[Stored data entries]

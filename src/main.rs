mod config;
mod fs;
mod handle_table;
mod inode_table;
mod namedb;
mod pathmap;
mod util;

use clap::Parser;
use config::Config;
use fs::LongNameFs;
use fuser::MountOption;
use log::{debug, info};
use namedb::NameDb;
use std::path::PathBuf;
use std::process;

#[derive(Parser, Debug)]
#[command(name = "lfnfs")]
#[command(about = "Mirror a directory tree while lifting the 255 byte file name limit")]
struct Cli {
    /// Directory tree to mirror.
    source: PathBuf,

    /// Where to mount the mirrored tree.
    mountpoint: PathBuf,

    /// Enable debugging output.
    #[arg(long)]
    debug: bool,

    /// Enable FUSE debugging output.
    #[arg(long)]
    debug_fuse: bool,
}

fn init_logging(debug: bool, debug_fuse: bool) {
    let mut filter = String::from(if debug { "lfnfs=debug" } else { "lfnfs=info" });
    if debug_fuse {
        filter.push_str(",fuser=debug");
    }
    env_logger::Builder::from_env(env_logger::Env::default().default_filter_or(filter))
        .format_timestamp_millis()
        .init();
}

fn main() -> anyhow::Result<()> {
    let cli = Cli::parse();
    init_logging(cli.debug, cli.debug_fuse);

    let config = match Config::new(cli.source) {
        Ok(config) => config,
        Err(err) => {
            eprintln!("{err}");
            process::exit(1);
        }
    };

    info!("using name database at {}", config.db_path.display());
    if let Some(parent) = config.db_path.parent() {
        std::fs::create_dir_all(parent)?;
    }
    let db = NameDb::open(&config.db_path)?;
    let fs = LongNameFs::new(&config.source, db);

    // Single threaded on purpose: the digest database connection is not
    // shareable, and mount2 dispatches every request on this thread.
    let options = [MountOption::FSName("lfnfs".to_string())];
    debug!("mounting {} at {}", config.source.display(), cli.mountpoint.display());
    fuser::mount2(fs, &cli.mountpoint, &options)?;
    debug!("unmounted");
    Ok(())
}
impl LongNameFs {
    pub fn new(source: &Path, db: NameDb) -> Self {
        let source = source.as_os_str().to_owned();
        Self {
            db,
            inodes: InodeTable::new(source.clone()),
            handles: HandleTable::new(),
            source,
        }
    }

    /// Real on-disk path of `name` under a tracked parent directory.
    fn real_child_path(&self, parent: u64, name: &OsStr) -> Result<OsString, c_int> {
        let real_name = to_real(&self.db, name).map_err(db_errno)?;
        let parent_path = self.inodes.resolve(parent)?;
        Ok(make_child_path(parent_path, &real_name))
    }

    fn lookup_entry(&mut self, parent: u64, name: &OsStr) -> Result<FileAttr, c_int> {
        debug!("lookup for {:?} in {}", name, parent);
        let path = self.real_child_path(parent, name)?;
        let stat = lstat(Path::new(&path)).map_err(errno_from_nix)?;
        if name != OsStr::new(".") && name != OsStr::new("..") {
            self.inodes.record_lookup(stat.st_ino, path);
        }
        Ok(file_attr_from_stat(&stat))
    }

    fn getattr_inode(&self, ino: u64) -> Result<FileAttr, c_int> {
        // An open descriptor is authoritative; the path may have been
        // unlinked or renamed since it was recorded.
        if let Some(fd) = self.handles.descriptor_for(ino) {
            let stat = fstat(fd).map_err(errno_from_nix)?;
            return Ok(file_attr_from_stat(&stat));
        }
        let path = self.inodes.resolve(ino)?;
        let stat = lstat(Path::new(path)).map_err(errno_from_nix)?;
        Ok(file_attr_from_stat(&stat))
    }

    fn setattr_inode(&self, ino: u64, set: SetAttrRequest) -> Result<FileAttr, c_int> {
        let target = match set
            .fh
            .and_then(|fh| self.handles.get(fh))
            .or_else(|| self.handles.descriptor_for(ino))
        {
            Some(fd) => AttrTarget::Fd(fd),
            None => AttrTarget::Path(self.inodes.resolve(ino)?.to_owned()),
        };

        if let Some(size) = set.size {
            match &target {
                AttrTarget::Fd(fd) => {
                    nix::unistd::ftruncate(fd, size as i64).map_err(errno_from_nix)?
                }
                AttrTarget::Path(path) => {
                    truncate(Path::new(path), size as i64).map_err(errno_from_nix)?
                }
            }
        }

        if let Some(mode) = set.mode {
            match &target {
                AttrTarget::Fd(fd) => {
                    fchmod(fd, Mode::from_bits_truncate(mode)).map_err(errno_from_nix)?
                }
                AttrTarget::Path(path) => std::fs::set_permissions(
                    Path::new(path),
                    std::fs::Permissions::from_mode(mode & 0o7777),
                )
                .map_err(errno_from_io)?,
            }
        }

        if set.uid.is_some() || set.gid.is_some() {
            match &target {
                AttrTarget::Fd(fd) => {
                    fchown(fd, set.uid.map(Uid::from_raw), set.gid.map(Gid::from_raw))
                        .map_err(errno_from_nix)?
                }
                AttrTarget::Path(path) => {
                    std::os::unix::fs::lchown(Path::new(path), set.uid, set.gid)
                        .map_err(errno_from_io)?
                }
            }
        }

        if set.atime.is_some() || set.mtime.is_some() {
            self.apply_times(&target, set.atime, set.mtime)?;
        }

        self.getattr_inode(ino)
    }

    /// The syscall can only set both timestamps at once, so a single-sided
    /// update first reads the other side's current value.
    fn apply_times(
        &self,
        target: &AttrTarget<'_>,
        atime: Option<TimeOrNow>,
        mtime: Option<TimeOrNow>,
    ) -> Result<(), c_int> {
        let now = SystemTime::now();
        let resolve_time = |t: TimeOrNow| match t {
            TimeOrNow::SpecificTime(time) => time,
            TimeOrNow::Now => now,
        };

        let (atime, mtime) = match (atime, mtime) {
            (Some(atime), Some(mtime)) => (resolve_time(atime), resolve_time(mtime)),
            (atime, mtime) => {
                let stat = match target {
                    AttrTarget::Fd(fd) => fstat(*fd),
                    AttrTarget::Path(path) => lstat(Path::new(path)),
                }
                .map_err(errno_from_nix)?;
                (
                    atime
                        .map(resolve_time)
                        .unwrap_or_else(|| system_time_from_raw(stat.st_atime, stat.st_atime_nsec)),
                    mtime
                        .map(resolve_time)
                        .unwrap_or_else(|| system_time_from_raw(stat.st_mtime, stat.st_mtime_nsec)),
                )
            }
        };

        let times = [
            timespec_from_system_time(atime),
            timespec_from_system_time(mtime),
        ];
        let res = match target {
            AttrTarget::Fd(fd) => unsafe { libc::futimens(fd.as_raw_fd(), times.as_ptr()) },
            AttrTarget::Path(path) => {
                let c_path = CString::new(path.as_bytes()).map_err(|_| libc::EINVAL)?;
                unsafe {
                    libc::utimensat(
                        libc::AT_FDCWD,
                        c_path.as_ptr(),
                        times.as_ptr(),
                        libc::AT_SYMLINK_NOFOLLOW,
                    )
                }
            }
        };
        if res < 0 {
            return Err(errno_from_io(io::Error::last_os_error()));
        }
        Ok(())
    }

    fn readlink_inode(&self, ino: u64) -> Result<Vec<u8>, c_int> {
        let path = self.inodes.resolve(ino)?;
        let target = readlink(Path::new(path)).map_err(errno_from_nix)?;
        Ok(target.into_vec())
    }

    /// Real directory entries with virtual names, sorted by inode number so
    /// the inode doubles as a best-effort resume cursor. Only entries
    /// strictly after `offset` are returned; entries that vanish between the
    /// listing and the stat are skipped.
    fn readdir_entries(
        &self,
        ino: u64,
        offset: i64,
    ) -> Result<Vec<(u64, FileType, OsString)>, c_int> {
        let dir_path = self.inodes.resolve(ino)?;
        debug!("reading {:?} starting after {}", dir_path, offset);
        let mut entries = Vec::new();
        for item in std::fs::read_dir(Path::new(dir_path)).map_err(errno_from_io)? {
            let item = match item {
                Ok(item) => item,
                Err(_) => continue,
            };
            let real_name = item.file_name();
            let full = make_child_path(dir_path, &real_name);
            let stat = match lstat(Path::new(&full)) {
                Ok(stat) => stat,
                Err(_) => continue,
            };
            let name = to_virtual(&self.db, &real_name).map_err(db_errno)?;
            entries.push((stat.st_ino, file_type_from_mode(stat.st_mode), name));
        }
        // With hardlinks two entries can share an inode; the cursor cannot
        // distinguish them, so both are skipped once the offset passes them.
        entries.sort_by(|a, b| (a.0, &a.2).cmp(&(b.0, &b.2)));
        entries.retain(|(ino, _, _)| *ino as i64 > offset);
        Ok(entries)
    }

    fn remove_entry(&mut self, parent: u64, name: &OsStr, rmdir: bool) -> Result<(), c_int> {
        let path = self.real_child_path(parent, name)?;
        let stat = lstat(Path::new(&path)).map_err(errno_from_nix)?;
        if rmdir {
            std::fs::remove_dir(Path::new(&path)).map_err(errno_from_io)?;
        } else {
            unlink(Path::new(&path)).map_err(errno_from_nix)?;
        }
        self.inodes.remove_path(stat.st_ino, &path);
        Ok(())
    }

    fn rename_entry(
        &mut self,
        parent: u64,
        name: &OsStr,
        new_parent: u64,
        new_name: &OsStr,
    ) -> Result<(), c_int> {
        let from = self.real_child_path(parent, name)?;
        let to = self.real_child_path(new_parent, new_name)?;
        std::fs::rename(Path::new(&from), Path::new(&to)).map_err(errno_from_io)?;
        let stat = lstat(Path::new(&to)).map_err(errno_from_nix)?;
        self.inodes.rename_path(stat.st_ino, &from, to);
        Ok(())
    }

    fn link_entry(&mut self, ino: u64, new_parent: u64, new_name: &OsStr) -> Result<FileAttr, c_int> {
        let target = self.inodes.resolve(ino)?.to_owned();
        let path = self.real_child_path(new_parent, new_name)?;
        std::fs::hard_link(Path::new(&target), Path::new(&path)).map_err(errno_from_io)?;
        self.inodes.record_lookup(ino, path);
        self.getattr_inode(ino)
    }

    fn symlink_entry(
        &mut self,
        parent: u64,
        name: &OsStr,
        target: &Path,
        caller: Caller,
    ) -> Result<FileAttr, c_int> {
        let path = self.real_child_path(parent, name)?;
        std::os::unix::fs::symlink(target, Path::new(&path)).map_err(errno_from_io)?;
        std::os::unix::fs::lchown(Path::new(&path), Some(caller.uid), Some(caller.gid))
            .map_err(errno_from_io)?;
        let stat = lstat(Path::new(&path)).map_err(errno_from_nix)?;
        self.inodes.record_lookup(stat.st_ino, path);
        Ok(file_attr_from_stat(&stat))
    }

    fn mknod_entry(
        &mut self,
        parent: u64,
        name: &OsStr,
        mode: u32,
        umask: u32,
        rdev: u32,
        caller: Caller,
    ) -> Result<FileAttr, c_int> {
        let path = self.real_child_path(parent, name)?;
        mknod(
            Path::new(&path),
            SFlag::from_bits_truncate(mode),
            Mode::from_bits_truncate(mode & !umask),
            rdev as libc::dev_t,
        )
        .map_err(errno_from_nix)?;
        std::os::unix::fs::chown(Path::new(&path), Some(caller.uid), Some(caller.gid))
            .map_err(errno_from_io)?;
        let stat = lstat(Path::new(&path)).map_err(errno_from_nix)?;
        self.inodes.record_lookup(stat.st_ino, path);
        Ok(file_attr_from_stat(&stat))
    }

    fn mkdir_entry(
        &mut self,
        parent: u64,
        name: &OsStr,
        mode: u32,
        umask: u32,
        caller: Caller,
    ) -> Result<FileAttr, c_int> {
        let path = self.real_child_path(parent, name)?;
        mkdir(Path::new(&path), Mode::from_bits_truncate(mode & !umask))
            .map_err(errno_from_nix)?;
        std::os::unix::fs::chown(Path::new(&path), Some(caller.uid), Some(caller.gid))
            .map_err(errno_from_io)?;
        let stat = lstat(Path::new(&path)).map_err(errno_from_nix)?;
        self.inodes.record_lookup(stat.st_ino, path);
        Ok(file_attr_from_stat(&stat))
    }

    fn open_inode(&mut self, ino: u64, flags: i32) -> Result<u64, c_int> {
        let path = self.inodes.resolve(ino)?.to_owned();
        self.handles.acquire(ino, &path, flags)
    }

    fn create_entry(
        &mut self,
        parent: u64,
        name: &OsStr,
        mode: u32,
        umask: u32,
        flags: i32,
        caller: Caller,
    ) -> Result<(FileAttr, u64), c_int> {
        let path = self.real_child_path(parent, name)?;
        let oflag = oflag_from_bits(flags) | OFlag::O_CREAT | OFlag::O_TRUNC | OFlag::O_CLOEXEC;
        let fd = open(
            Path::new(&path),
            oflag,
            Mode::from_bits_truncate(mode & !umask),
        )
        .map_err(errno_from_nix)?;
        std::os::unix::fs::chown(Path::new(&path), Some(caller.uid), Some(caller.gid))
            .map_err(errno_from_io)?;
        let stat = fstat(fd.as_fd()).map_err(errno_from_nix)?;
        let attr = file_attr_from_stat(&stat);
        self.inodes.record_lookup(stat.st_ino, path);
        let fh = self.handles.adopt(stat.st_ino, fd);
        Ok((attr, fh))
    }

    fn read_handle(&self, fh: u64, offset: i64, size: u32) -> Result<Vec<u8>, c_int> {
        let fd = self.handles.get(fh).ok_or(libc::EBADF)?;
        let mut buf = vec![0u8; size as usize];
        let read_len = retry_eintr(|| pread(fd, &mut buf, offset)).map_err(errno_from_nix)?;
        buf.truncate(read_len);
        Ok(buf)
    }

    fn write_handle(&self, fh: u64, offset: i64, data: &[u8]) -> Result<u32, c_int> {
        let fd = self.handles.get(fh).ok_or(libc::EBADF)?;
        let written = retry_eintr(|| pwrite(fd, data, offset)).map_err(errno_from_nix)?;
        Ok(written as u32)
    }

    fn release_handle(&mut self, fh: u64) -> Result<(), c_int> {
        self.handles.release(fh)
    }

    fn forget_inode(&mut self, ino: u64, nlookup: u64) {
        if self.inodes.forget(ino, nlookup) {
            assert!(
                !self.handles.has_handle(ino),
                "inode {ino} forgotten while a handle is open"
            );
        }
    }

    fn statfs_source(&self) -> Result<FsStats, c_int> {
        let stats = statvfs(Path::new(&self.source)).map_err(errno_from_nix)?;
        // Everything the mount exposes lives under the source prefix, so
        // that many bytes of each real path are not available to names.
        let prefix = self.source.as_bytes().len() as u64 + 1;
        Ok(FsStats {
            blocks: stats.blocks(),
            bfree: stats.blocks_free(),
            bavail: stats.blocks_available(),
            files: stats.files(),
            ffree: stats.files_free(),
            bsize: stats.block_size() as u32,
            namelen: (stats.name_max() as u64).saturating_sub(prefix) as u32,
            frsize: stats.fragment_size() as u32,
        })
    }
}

==

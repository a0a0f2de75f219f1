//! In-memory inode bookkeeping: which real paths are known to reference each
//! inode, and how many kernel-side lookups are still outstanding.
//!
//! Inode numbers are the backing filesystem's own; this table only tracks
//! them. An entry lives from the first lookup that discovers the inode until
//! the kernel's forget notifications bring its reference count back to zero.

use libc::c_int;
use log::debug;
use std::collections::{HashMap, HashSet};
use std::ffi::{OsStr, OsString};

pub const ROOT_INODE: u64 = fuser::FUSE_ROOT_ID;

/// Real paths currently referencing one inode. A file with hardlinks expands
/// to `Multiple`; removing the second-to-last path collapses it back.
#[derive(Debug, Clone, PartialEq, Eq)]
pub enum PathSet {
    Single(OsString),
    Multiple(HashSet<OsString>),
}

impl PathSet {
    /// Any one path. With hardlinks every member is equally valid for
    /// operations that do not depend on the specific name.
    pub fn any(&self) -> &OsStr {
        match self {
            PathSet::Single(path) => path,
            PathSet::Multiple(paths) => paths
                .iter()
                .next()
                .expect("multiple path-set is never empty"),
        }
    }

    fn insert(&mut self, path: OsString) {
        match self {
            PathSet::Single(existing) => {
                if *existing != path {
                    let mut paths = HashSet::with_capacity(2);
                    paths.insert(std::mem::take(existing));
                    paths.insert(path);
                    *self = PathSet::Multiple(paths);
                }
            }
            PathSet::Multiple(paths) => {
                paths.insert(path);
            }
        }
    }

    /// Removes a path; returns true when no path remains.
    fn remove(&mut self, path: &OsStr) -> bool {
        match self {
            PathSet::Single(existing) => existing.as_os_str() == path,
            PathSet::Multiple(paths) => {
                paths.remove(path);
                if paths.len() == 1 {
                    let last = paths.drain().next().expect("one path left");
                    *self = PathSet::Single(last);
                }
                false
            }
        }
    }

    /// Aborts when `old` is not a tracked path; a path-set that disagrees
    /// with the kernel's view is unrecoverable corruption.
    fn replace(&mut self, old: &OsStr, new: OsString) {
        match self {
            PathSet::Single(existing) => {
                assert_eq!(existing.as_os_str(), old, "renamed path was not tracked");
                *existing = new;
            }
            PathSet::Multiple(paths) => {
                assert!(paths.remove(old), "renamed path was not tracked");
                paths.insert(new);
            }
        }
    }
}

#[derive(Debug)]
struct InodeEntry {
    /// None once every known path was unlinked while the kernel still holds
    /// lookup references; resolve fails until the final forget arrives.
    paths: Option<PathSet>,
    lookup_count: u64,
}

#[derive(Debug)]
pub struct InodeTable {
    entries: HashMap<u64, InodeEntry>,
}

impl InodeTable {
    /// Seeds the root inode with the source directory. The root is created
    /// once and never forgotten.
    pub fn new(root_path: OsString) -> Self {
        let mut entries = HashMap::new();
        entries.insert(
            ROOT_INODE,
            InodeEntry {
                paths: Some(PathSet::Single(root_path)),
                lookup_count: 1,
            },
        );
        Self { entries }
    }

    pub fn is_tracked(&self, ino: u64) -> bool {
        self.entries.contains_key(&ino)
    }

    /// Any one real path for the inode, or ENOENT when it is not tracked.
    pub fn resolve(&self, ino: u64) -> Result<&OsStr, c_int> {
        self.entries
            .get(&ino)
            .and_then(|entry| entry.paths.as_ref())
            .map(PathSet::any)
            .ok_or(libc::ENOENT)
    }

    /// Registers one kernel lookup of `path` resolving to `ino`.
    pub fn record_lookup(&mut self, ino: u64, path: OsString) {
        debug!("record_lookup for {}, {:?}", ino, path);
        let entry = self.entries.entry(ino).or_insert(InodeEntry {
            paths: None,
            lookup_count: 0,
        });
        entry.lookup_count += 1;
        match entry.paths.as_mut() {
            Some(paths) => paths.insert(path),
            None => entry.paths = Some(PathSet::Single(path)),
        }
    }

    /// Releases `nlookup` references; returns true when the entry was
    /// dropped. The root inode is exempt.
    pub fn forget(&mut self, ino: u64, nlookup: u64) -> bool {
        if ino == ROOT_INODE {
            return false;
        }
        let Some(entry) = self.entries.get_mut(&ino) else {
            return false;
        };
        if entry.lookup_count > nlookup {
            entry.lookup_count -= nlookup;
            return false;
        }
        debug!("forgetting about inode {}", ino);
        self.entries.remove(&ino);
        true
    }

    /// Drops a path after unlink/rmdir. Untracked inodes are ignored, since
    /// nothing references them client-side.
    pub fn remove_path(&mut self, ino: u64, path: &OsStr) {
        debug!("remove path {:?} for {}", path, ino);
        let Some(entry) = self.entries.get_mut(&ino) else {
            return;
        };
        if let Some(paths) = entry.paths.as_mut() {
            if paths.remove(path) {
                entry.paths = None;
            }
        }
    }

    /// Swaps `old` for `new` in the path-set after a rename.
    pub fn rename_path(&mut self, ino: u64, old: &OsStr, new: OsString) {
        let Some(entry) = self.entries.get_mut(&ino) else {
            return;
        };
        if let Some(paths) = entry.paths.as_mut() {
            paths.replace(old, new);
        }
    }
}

* * *

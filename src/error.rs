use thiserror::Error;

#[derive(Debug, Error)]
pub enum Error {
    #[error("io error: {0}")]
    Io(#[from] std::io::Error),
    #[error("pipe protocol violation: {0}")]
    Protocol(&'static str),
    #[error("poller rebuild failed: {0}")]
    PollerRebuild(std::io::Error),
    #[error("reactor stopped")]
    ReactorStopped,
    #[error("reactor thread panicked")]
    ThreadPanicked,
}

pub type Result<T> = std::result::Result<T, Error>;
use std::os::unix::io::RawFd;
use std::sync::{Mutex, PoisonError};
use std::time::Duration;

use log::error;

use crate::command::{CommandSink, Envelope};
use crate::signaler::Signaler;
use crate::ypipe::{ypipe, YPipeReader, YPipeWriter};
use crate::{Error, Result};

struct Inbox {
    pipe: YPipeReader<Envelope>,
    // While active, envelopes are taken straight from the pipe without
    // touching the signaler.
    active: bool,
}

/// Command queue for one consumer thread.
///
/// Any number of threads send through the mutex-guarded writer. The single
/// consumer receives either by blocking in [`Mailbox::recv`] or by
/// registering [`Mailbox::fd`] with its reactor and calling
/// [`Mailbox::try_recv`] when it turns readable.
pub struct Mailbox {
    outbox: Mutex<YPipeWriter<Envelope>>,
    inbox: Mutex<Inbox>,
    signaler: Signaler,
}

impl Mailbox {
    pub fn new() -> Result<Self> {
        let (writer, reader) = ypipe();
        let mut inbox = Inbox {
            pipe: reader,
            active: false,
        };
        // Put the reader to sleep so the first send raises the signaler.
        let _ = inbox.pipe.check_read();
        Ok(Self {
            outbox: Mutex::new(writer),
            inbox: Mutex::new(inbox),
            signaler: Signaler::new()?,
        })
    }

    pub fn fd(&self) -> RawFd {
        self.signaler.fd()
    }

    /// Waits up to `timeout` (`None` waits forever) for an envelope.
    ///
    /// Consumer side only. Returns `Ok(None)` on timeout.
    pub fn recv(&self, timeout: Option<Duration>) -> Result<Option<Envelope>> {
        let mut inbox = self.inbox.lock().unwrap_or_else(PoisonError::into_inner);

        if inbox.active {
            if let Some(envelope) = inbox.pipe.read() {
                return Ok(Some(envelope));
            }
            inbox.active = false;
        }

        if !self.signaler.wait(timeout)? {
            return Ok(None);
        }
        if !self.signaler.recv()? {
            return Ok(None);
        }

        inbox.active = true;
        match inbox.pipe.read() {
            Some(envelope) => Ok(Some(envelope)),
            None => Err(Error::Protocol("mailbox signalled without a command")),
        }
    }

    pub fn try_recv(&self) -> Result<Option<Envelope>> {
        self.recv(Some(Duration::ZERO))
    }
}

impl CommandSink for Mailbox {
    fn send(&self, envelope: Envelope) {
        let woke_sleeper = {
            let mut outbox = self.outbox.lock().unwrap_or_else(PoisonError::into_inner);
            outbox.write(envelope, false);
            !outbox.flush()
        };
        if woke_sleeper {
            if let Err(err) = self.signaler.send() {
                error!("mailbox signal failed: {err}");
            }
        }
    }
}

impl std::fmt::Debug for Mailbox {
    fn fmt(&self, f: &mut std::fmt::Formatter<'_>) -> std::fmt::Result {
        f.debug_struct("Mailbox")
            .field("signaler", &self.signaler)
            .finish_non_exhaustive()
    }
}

TASK DIRECTIONS:
Among the lines above, count those containing "replace" and give only that count.

RESULT FOR THIS TASK:
2